Collected data entries:
++++++++++++++++++++

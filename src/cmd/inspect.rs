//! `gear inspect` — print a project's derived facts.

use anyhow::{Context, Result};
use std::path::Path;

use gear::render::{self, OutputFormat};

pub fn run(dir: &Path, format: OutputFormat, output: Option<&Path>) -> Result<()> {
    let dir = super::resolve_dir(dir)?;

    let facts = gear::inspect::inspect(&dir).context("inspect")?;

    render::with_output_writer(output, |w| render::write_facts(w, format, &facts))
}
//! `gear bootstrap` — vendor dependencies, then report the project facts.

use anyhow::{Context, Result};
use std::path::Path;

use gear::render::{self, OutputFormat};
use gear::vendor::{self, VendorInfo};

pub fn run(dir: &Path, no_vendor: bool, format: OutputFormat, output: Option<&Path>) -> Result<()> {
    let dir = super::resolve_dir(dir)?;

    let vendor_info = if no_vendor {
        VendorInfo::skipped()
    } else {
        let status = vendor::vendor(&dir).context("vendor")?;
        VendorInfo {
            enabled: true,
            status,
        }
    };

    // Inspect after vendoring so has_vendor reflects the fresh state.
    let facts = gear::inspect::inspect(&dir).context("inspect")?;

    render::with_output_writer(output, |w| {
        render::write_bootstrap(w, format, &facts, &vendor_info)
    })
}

++++++++++++++++++++

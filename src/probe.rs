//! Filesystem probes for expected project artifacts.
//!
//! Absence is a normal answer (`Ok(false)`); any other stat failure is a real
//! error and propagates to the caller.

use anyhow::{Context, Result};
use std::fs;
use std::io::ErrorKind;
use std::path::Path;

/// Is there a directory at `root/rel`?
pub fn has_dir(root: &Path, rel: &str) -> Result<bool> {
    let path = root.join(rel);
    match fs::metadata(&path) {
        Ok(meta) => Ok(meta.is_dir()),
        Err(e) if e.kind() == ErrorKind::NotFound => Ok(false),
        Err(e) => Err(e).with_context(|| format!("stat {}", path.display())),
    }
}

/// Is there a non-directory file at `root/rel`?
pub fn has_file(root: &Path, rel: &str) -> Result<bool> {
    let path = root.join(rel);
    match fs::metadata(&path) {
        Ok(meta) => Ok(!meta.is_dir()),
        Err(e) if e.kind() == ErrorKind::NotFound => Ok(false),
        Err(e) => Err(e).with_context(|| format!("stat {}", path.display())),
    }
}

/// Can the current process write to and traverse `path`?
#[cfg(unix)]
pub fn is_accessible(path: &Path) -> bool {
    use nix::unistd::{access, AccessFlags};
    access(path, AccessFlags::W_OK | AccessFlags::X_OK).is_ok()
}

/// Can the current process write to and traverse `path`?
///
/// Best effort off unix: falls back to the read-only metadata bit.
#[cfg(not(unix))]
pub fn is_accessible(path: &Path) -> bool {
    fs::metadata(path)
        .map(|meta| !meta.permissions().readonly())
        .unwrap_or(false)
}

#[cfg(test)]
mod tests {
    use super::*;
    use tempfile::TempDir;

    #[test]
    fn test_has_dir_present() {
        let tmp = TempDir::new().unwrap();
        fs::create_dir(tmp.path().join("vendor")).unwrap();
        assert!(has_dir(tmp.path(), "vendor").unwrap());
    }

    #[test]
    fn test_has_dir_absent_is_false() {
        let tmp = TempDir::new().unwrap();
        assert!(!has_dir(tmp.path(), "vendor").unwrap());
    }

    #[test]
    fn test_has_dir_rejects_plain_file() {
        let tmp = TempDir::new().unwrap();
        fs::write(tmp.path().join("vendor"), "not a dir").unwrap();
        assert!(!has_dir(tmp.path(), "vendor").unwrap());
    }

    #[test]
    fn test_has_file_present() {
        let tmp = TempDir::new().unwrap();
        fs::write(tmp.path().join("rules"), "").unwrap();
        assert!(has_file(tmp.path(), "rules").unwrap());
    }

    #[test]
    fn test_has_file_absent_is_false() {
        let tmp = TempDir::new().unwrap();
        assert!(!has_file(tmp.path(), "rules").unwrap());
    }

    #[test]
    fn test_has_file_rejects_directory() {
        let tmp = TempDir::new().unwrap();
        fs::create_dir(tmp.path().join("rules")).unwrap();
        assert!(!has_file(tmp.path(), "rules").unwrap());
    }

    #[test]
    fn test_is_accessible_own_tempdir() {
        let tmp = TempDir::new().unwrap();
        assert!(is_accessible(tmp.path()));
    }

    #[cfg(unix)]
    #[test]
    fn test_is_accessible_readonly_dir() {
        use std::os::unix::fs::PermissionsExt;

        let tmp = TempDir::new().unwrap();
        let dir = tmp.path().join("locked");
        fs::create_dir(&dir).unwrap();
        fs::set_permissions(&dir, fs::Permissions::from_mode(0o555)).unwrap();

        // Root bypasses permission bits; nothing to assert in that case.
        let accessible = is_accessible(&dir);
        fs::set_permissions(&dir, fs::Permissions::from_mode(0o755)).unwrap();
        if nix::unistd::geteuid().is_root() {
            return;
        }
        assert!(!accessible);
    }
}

++++++++++++++++++++

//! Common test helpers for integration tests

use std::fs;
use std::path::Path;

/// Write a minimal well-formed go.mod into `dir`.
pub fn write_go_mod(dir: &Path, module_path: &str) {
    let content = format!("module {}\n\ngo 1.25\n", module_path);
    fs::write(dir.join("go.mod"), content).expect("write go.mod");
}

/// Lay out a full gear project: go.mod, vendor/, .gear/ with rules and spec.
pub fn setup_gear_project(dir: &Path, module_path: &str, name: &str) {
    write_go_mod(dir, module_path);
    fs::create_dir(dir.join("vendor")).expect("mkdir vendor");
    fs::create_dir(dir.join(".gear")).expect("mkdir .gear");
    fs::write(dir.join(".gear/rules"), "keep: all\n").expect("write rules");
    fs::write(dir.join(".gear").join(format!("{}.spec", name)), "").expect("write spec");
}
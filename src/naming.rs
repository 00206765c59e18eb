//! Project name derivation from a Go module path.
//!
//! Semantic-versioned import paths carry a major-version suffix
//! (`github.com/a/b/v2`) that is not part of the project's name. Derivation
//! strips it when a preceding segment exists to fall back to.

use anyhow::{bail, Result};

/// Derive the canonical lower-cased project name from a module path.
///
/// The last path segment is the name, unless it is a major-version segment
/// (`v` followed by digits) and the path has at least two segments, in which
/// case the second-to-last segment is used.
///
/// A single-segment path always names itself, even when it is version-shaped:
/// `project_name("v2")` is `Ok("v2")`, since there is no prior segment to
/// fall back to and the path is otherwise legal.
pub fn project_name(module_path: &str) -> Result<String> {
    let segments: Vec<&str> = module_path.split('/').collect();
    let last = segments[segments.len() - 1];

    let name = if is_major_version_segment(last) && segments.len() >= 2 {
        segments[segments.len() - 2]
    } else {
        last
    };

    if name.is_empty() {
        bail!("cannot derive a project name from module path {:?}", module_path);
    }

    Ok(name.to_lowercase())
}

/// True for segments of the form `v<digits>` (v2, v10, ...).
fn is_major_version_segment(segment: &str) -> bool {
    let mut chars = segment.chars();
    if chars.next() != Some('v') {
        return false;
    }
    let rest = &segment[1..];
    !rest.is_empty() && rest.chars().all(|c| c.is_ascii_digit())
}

++++++++++++++++++++

• Problem statement:
Reproduce each line of the records in which the word "Option" appears.

• Answer to the exercise:
pub fn run(dir: &Path, format: OutputFormat, output: Option<&Path>) -> Result<()> {
pub fn run(dir: &Path, no_vendor: bool, format: OutputFormat, output: Option<&Path>) -> Result<()> {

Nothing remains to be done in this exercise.